Your task is to quote the listing below exactly, beginning with its first line and ending on the line bearing "background tick task.".
==== Information supplied
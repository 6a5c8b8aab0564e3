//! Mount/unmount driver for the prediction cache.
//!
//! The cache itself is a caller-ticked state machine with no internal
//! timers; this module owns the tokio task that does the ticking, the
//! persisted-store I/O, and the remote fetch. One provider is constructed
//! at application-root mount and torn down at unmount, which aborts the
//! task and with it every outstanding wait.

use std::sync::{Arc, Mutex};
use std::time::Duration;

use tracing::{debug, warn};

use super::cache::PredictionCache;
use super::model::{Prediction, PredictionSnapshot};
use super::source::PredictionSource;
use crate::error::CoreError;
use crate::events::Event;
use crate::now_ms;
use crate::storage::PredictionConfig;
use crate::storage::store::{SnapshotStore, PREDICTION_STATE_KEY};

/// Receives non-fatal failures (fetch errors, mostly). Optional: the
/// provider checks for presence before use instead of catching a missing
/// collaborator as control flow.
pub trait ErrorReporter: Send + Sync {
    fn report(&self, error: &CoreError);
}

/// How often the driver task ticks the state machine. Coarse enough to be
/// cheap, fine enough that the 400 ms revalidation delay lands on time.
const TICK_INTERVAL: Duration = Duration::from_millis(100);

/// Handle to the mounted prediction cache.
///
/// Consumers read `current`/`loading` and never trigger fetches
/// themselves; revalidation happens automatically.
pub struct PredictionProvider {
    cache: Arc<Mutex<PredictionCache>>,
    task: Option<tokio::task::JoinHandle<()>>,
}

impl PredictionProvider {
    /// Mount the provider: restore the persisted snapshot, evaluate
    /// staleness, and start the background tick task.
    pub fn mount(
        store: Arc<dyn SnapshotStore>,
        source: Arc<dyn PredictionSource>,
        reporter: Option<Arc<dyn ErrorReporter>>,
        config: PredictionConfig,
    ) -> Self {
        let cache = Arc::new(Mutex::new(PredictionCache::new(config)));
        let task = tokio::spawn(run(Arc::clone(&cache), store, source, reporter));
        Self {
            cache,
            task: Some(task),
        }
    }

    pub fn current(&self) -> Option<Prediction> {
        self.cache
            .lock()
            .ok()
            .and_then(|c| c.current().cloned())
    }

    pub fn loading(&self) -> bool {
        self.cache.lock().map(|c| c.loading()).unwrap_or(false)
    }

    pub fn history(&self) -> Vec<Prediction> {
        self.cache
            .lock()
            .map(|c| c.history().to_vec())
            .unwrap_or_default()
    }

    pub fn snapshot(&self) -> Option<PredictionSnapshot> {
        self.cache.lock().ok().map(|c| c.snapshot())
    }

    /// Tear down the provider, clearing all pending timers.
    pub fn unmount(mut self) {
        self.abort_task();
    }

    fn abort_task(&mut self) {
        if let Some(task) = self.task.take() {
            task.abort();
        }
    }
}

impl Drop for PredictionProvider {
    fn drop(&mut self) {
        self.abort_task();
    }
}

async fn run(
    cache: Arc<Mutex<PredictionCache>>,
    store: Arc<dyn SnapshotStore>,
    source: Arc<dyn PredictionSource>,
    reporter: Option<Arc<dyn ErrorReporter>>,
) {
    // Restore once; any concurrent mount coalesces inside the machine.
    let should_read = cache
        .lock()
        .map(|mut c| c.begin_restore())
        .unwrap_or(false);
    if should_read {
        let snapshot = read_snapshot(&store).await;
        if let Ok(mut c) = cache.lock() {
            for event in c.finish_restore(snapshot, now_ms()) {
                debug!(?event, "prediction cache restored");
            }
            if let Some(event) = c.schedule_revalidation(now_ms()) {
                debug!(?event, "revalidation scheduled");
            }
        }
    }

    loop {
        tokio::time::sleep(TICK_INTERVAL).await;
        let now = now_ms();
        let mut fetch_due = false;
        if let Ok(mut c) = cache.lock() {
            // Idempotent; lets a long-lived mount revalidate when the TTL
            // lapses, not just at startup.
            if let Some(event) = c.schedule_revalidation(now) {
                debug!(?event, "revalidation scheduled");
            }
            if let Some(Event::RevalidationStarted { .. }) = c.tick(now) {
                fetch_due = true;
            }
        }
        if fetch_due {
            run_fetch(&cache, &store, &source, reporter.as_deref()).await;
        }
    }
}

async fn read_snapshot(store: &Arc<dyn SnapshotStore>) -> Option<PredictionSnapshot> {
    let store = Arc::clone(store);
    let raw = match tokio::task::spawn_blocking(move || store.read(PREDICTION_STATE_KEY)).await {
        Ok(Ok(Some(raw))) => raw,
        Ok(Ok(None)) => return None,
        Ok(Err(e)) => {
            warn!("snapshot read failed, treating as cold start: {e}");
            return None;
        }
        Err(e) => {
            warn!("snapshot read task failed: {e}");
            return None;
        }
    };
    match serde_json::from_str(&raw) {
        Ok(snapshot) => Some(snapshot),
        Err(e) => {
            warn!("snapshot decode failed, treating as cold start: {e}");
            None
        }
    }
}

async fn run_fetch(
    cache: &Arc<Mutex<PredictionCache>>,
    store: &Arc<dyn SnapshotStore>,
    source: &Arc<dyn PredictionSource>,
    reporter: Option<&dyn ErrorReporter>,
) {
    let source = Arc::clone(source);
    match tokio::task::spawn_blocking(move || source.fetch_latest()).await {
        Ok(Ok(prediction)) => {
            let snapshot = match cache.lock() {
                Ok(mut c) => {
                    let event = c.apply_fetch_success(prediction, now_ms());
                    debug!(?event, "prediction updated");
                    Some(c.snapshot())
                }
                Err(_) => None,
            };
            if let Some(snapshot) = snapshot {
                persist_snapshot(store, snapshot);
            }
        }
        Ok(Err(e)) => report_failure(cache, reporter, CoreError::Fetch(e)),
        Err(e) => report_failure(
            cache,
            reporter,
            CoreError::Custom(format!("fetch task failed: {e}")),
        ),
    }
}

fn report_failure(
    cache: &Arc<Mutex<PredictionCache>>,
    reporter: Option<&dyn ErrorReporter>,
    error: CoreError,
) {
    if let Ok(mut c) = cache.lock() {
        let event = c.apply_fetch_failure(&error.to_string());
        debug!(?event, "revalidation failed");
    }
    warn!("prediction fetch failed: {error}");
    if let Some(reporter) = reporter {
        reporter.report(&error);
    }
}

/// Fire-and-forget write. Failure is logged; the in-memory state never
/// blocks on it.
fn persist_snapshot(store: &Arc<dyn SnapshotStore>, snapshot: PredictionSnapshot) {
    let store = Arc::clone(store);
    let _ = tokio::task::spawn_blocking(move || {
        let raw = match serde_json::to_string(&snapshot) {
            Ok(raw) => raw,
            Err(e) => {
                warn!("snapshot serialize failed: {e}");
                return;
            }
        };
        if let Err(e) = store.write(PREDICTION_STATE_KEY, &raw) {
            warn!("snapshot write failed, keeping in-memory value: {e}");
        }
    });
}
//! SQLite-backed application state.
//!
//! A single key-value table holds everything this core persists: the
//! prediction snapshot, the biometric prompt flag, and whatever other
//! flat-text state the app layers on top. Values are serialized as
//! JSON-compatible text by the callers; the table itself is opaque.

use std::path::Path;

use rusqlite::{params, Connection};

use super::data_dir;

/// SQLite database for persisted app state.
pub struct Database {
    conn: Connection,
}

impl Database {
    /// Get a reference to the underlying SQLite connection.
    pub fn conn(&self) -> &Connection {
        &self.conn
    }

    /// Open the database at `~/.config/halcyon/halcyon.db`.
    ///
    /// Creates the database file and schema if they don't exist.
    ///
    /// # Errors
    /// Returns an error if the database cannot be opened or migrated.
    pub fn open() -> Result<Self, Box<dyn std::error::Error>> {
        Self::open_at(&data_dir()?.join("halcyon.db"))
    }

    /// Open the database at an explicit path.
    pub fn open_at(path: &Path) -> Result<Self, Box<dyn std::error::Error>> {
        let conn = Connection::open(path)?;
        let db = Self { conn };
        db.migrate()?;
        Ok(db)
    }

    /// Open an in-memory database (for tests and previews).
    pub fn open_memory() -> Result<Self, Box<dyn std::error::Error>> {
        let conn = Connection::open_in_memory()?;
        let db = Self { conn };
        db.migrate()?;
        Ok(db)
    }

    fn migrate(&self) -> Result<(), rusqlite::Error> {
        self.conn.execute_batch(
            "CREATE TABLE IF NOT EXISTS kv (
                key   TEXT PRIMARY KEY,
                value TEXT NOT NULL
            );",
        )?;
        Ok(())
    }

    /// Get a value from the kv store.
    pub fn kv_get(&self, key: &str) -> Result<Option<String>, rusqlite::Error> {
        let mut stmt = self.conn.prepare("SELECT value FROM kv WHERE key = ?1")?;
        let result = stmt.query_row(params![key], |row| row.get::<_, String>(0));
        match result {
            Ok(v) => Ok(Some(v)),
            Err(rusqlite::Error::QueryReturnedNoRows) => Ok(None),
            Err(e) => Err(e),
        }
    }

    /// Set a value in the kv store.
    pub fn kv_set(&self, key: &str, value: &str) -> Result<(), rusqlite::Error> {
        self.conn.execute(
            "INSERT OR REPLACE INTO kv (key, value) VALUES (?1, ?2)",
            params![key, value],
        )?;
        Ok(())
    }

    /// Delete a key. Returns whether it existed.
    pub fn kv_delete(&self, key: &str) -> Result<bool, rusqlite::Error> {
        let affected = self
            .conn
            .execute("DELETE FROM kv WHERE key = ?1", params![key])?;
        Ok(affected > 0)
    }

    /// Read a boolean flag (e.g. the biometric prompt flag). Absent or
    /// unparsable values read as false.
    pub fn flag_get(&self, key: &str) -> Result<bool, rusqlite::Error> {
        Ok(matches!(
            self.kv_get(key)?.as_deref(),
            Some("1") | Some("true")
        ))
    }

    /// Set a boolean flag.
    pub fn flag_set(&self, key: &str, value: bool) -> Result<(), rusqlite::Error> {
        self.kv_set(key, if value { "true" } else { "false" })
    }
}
========
▶ _Response to this task_:
repository 6a5c8b8aab0564e3
//! Mount/unmount driver for the prediction cache.
//!
//! The cache itself is a caller-ticked state machine with no internal
//! timers; this module owns the tokio task that does the ticking, the
//! persisted-store I/O, and the remote fetch. One provider is constructed
//! at application-root mount and torn down at unmount, which aborts the
//! task and with it every outstanding wait.

use std::sync::{Arc, Mutex};
use std::time::Duration;

use tracing::{debug, warn};

use super::cache::PredictionCache;
use super::model::{Prediction, PredictionSnapshot};
use super::source::PredictionSource;
use crate::error::CoreError;
use crate::events::Event;
use crate::now_ms;
use crate::storage::PredictionConfig;
use crate::storage::store::{SnapshotStore, PREDICTION_STATE_KEY};

/// Receives non-fatal failures (fetch errors, mostly). Optional: the
/// provider checks for presence before use instead of catching a missing
/// collaborator as control flow.
pub trait ErrorReporter: Send + Sync {
    fn report(&self, error: &CoreError);
}

/// How often the driver task ticks the state machine. Coarse enough to be
/// cheap, fine enough that the 400 ms revalidation delay lands on time.
const TICK_INTERVAL: Duration = Duration::from_millis(100);

/// Handle to the mounted prediction cache.
///
/// Consumers read `current`/`loading` and never trigger fetches
/// themselves; revalidation happens automatically.
pub struct PredictionProvider {
    cache: Arc<Mutex<PredictionCache>>,
    task: Option<tokio::task::JoinHandle<()>>,
}

impl PredictionProvider {
    /// Mount the provider: restore the persisted snapshot, evaluate
    /// staleness, and start the background tick task.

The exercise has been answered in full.